What you return should be each line of the data containing the string "next".
BEGIN DATA SHOWN
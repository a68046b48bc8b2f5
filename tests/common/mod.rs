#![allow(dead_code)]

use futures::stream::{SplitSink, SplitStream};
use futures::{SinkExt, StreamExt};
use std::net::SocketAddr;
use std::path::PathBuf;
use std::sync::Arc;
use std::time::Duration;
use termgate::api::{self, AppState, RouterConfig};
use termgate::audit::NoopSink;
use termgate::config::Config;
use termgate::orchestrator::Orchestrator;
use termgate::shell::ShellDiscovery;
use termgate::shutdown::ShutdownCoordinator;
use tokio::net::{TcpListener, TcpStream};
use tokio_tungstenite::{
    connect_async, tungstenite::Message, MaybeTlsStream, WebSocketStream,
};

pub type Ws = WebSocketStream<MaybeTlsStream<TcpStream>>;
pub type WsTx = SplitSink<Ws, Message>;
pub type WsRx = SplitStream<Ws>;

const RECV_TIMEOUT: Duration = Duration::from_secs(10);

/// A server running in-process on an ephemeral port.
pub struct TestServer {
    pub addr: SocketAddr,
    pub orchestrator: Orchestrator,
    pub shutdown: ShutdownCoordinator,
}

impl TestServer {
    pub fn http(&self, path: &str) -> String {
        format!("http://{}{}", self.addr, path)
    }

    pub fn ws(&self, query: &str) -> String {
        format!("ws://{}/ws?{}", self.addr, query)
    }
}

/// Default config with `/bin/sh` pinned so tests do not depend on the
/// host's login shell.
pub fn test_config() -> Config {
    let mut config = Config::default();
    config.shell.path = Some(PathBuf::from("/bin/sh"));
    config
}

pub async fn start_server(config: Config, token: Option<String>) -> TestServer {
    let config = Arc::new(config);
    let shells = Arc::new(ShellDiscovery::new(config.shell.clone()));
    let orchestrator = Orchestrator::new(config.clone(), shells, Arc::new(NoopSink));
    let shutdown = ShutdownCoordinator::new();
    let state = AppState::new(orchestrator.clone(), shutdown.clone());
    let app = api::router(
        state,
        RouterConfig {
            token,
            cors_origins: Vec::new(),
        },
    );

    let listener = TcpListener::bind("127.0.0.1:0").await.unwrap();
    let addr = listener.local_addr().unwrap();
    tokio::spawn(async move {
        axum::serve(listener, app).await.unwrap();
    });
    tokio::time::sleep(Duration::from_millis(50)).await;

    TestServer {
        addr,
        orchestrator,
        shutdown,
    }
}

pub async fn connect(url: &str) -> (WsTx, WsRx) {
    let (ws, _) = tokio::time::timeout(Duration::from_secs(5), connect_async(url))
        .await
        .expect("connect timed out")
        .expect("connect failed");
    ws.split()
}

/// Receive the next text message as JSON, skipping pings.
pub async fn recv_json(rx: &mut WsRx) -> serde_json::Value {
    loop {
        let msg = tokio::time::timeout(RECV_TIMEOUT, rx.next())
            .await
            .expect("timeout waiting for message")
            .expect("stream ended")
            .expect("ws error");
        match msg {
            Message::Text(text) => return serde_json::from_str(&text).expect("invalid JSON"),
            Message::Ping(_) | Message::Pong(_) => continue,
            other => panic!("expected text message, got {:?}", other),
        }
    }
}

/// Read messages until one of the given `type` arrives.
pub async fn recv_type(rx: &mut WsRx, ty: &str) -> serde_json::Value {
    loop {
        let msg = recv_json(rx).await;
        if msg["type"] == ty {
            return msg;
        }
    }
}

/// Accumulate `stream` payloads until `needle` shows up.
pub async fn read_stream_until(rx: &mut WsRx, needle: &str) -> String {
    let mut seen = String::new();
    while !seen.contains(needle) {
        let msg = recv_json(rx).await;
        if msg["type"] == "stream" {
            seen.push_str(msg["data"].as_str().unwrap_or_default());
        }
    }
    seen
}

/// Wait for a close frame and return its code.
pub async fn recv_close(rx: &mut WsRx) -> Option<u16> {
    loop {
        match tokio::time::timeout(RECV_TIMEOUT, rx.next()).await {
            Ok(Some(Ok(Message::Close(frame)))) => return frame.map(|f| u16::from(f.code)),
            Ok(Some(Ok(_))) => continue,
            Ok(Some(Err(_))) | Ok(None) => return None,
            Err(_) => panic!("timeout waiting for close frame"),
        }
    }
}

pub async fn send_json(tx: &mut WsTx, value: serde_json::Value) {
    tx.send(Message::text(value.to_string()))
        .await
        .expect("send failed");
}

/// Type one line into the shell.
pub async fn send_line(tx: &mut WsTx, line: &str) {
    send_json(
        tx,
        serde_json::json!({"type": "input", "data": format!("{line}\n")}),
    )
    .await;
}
END DATA SHOWN
BEGIN DATA SHOWN
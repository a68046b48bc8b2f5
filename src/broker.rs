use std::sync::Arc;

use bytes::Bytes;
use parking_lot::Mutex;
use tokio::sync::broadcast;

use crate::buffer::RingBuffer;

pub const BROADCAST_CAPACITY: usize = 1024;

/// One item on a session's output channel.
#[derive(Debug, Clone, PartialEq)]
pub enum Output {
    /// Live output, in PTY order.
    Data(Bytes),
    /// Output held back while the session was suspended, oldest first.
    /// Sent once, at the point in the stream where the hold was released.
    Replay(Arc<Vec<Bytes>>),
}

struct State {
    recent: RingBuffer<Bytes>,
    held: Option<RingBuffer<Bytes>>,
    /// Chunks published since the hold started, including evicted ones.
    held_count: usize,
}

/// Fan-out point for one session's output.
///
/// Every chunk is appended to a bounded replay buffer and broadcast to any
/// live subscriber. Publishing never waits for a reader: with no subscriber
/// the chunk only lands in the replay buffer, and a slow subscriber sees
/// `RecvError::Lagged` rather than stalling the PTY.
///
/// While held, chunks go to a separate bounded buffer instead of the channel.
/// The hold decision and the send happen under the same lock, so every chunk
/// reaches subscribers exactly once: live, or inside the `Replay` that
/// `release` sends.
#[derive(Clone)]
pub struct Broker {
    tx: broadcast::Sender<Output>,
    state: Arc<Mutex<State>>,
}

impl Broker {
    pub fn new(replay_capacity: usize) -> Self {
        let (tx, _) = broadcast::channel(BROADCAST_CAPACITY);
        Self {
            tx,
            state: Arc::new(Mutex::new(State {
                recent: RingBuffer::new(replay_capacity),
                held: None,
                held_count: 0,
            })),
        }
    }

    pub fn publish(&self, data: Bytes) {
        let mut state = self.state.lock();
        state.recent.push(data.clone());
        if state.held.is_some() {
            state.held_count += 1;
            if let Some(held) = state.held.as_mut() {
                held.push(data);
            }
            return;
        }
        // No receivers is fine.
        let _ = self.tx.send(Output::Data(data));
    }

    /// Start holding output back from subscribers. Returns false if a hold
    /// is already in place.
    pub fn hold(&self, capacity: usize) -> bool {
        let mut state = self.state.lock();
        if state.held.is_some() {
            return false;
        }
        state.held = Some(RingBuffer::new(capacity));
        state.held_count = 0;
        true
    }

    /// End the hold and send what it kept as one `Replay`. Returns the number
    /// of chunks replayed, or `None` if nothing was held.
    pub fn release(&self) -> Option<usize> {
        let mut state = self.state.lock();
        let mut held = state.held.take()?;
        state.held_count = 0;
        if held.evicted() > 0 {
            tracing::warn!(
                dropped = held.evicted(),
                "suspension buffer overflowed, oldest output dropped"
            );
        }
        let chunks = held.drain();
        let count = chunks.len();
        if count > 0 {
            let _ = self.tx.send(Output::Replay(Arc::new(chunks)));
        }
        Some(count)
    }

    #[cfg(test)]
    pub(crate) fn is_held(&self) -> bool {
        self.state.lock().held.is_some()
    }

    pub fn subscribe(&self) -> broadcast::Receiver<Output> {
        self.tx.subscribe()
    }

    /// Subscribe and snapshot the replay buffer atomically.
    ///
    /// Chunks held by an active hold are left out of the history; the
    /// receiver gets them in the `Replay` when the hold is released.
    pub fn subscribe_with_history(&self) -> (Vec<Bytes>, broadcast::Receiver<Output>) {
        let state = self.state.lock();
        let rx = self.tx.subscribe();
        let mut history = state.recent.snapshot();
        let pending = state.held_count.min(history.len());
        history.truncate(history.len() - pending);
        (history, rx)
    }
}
END DATA SHOWN
- [ANSWER BELOW]:
/// Receive the next text message as JSON, skipping pings.
        let msg = tokio::time::timeout(RECV_TIMEOUT, rx.next())
        match tokio::time::timeout(RECV_TIMEOUT, rx.next()).await {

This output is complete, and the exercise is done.